--- Supplied records ---
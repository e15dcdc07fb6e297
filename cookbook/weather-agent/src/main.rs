//! A punny weather forecaster on top of the runtime: two canned tools, a
//! structured reply schema, and two invocations on the same thread.

use std::sync::Arc;

use serde_json::{json, Map};
use squall_engine::{
    init_tracing, weather_toolkit, Agent, CancellationToken, FieldKind, MemoryThreadStore, Schema,
    ScriptedModel,
};

const SYSTEM_PROMPT: &str = "You are an expert weather forecaster, who speaks in puns.\n\n\
You have access to two tools:\n\n\
- get_weather_for_location: use this to get the weather for a specific location\n\
- get_user_location: use this to get the user's location\n\n\
If a user asks you for the weather, make sure you know the location. If you can tell \
from the question that they mean wherever they are, use the get_user_location tool to \
find their location.";

#[tokio::main]
async fn main() -> squall_engine::Result<()> {
    init_tracing();

    // A scripted model keeps the demo deterministic and offline; swap in a
    // real `LanguageModel` implementation to go live.
    let model = ScriptedModel::new(vec![
        r#"{"action":"call_tool","name":"get_user_location","arguments":{}}"#.into(),
        r#"{"action":"call_tool","name":"get_weather_for_location","arguments":{"city":"Florida"}}"#.into(),
        json!({
            "action": "respond",
            "content": json!({
                "punny_response": "Florida looks sun-sational today, no chance of brain-storms!",
                "weather_conditions": "It's always sunny in Florida!"
            })
            .to_string()
        })
        .to_string(),
        json!({
            "action": "respond",
            "content": json!({
                "punny_response": "You're thunder-fully welcome, come rain or shine!"
            })
            .to_string()
        })
        .to_string(),
    ]);

    let store = Arc::new(MemoryThreadStore::new());
    let agent = Agent::new(model, store)
        .with_system_prompt(SYSTEM_PROMPT)
        .with_tools(weather_toolkit()?)
        .with_reply_schema(
            Schema::object()
                .required("punny_response", FieldKind::String)
                .optional("weather_conditions", FieldKind::String),
        );

    let mut context = Map::new();
    context.insert("user_id".into(), json!("1"));

    let forecast = agent
        .invoke_with(
            "1",
            "What is the weather outside?",
            context,
            CancellationToken::new(),
        )
        .await?;
    println!("{}", serde_json::to_string_pretty(forecast.value())?);

    let thanks = agent.invoke("1", "thank you!").await?;
    println!("{}", serde_json::to_string_pretty(thanks.value())?);

    Ok(())
}
impl<M: LanguageModel> Agent<M> {
    pub fn new(model: Arc<M>, store: Arc<dyn ThreadStore>) -> Self {
        Self {
            system_prompt: "You are a helpful agent.".to_string(),
            model,
            tools: ToolRegistry::new(),
            store,
            extractor: None,
            config: EngineConfig::default(),
            hooks: Vec::new(),
            metrics: None,
        }
    }

    pub fn with_system_prompt(mut self, prompt: impl Into<String>) -> Self {
        self.system_prompt = prompt.into();
        self
    }

    pub fn with_tools(mut self, tools: ToolRegistry) -> Self {
        self.tools = tools;
        self
    }

    /// Declare the shape every final reply must satisfy.
    pub fn with_reply_schema(mut self, schema: Schema) -> Self {
        self.extractor = Some(OutputExtractor::new(schema));
        self
    }

    pub fn with_config(mut self, config: EngineConfig) -> Self {
        self.config = config;
        self
    }

    pub fn with_max_rounds(mut self, max_rounds: usize) -> Self {
        self.config.max_rounds = max_rounds.max(1);
        self
    }

    pub fn with_hook(mut self, hook: Arc<dyn AgentHook>) -> Self {
        self.hooks.push(hook);
        self
    }

    pub fn with_metrics(mut self, metrics: MetricsTracker) -> Self {
        self.metrics = Some(metrics);
        self
    }

    pub fn tools_mut(&mut self) -> &mut ToolRegistry {
        &mut self.tools
    }

    pub fn store(&self) -> &Arc<dyn ThreadStore> {
        &self.store
    }

    /// Run one exchange on `thread_id` and return the structured reply.
    pub async fn invoke(
        &self,
        thread_id: &str,
        user_message: impl Into<String>,
    ) -> Result<StructuredReply> {
        self.invoke_with(thread_id, user_message, Map::new(), CancellationToken::new())
            .await
    }

    /// Like [`Agent::invoke`], additionally merging `context` into the
    /// thread before the first model consultation and honoring `cancel` at
    /// the loop's suspension points.
    pub async fn invoke_with(
        &self,
        thread_id: &str,
        user_message: impl Into<String>,
        context: Map<String, Value>,
        cancel: CancellationToken,
    ) -> Result<StructuredReply> {
        let mut guard = self.metrics.as_ref().map(|m| m.start_run(thread_id));
        let outcome = self
            .run_loop(thread_id, user_message.into(), context, &cancel, &mut guard)
            .await;

        match &outcome {
            Ok(_) => {
                if let Some(guard) = guard.take() {
                    guard.finish(true);
                }
                self.emit_phase(LoopPhase::Done).await;
            }
            Err(err) => {
                warn!(thread_id, error = %err, "invocation failed");
                if let Some(guard) = guard.take() {
                    guard.finish(false);
                }
                self.emit_phase(LoopPhase::Failed).await;
            }
        }
        outcome
    }

    async fn emit_phase(&self, phase: LoopPhase) {
        for hook in &self.hooks {
            hook.on_phase(phase).await;
        }
    }

    async fn run_loop(
        &self,
        thread_id: &str,
        user_message: String,
        context: Map<String, Value>,
        cancel: &CancellationToken,
        guard: &mut Option<RunGuard>,
    ) -> Result<StructuredReply> {
        if !context.is_empty() {
            self.store.merge_context(thread_id, context).await?;
        }
        let runtime_ctx = ToolContext::new(thread_id, self.store.context(thread_id).await?);

        self.store
            .append(thread_id, Message::user(user_message))
            .await?;

        let tool_specs = self.tools.describe();
        let mut failure_counts: HashMap<String, usize> = HashMap::new();

        for round in 0..self.config.max_rounds {
            if cancel.is_cancelled() {
                return Err(SquallError::Cancelled);
            }
            self.emit_phase(LoopPhase::AwaitingModel).await;
            if let Some(guard) = guard.as_mut() {
                guard.record_round();
            }

            let history = self.store.snapshot(thread_id).await?;
            for hook in &self.hooks {
                hook.before_model(&history).await?;
            }

            let request = ModelRequest {
                system: &self.system_prompt,
                messages: &history,
                tools: &tool_specs,
                reply_schema: self.extractor.as_ref().map(|e| e.schema()),
            };
            let completion = self.model.complete_chat(request).await?;
            for hook in &self.hooks {
                hook.after_model(&completion).await?;
            }

            if completion.has_tool_calls() {
                debug!(
                    thread_id,
                    round,
                    calls = completion.tool_calls.len(),
                    "dispatching tool round"
                );
                self.run_tool_round(
                    thread_id,
                    completion,
                    &runtime_ctx,
                    cancel,
                    &mut failure_counts,
                    guard,
                )
                .await?;
                continue;
            }

            self.emit_phase(LoopPhase::Finalizing).await;
            let content = completion.content.ok_or_else(|| {
                SquallError::Provider("completion carried neither content nor tool calls".into())
            })?;
            return self.finalize(thread_id, content, &history).await;
        }

        Err(SquallError::RoundLimit {
            limit: self.config.max_rounds,
        })
    }

    /// Execute one dispatch round. Calls run concurrently; results are
    /// buffered and flushed in original call order as a single batch, so a
    /// recorded round is always complete.
    async fn run_tool_round(
        &self,
        thread_id: &str,
        completion: ModelCompletion,
        runtime_ctx: &ToolContext,
        cancel: &CancellationToken,
        failure_counts: &mut HashMap<String, usize>,
        guard: &mut Option<RunGuard>,
    ) -> Result<()> {
        self.emit_phase(LoopPhase::ToolDispatch).await;

        let mut calls = completion.tool_calls;
        for call in &mut calls {
            if call.id.is_empty() {
                call.id = Uuid::new_v4().to_string();
            }
        }
        let mut seen = HashSet::new();
        for call in &calls {
            if !seen.insert(call.id.as_str()) {
                return Err(SquallError::Provider(format!(
                    "duplicate tool call id `{}` in one round",
                    call.id
                )));
            }
        }

        // Once the requesting turn is recorded the round runs to completion
        // and is recorded in full; cancellation only applies before that.
        if cancel.is_cancelled() {
            return Err(SquallError::Cancelled);
        }

        for hook in &self.hooks {
            for call in &calls {
                hook.before_tool_call(call).await?;
            }
        }

        let assistant =
            Message::assistant_with_calls(completion.content.unwrap_or_default(), calls.clone());
        self.store.append(thread_id, assistant).await?;

        let executions = calls.iter().map(|call| self.execute_call(call, runtime_ctx));
        let outcomes = join_all(executions).await;

        let mut abort: Option<SquallError> = None;
        let mut results = Vec::with_capacity(calls.len());
        for (call, outcome) in calls.iter().zip(outcomes) {
            if let Some(guard) = guard.as_mut() {
                guard.record_tool_call();
            }
            let output = match outcome {
                Ok(output) => output,
                Err(err) => {
                    if let Some(guard) = guard.as_mut() {
                        guard.record_tool_failure();
                    }
                    let failures = failure_counts.entry(call.name.clone()).or_insert(0);
                    *failures += 1;
                    if *failures >= self.config.max_tool_failures && abort.is_none() {
                        abort = Some(SquallError::RepeatedToolFailure {
                            name: call.name.clone(),
                            attempts: *failures,
                        });
                    }
                    warn!(thread_id, tool = %call.name, error = %err, "tool call failed; recording the failure for the model");
                    json!({ "error": err.to_string() })
                }
            };
            results.push(ToolResult {
                call_id: call.id.clone(),
                name: call.name.clone(),
                output,
            });
        }

        self.store
            .append_all(thread_id, results.iter().cloned().map(Message::tool).collect())
            .await?;

        for hook in &self.hooks {
            for result in &results {
                hook.after_tool_result(result).await?;
            }
        }

        match abort {
            Some(err) => Err(err),
            None => Ok(()),
        }
    }

    async fn execute_call(&self, call: &ToolCall, ctx: &ToolContext) -> Result<Value> {
        let bound = self.tools.resolve(&call.name, call.arguments.clone())?;
        bound.run(ctx).await
    }

    /// Validate the final-answer candidate. Rejected drafts and their
    /// corrective re-prompts stay ephemeral; only the accepted reply is
    /// persisted.
    async fn finalize(
        &self,
        thread_id: &str,
        content: String,
        history: &[Message],
    ) -> Result<StructuredReply> {
        let Some(extractor) = &self.extractor else {
            self.store
                .append(thread_id, Message::assistant(&content))
                .await?;
            return Ok(StructuredReply::plain(content));
        };

        let mut attempt = content;
        let mut accumulated = SchemaIssues::default();
        for retry in 0..=self.config.reply_retries {
            match extractor.extract(&attempt) {
                Ok(reply) => {
                    self.store
                        .append(thread_id, Message::assistant(&attempt))
                        .await?;
                    return Ok(reply);
                }
                Err(SquallError::InvalidReply(issues)) => {
                    warn!(thread_id, retry, issues = %issues, "reply failed schema validation");
                    accumulated = accumulated.merge(issues);
                    if retry == self.config.reply_retries {
                        break;
                    }
                    attempt = self.reprompt(history, &attempt, &accumulated).await?;
                }
                Err(other) => return Err(other),
            }
        }
        Err(SquallError::InvalidReply(accumulated))
    }

    async fn reprompt(
        &self,
        history: &[Message],
        rejected: &str,
        issues: &SchemaIssues,
    ) -> Result<String> {
        let mut messages = history.to_vec();
        messages.push(Message::assistant(rejected));
        messages.push(Message::user(format!(
            "Your reply did not satisfy the required output schema: {issues}. \
             Respond again with only a JSON object that satisfies the schema."
        )));

        let request = ModelRequest {
            system: &self.system_prompt,
            messages: &messages,
            tools: &[],
            reply_schema: self.extractor.as_ref().map(|e| e.schema()),
        };
        let completion = self.model.complete_chat(request).await?;
        completion
            .content
            .ok_or_else(|| SquallError::Provider("re-prompt produced no content".into()))
    }
}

--- Problem to solve ---
With the line containing "You have access to two tools:\n\n\" as the last one, please set down exactly the lines of the records above from their very first line, and nothing more.

--- Exercise response ---
repository e15dcdc07fb6e297
filename cookbook/weather-agent/src/main.rs
//! A punny weather forecaster on top of the runtime: two canned tools, a
//! structured reply schema, and two invocations on the same thread.

use std::sync::Arc;

use serde_json::{json, Map};
use squall_engine::{
    init_tracing, weather_toolkit, Agent, CancellationToken, FieldKind, MemoryThreadStore, Schema,
    ScriptedModel,
};

const SYSTEM_PROMPT: &str = "You are an expert weather forecaster, who speaks in puns.\n\n\
You have access to two tools:\n\n\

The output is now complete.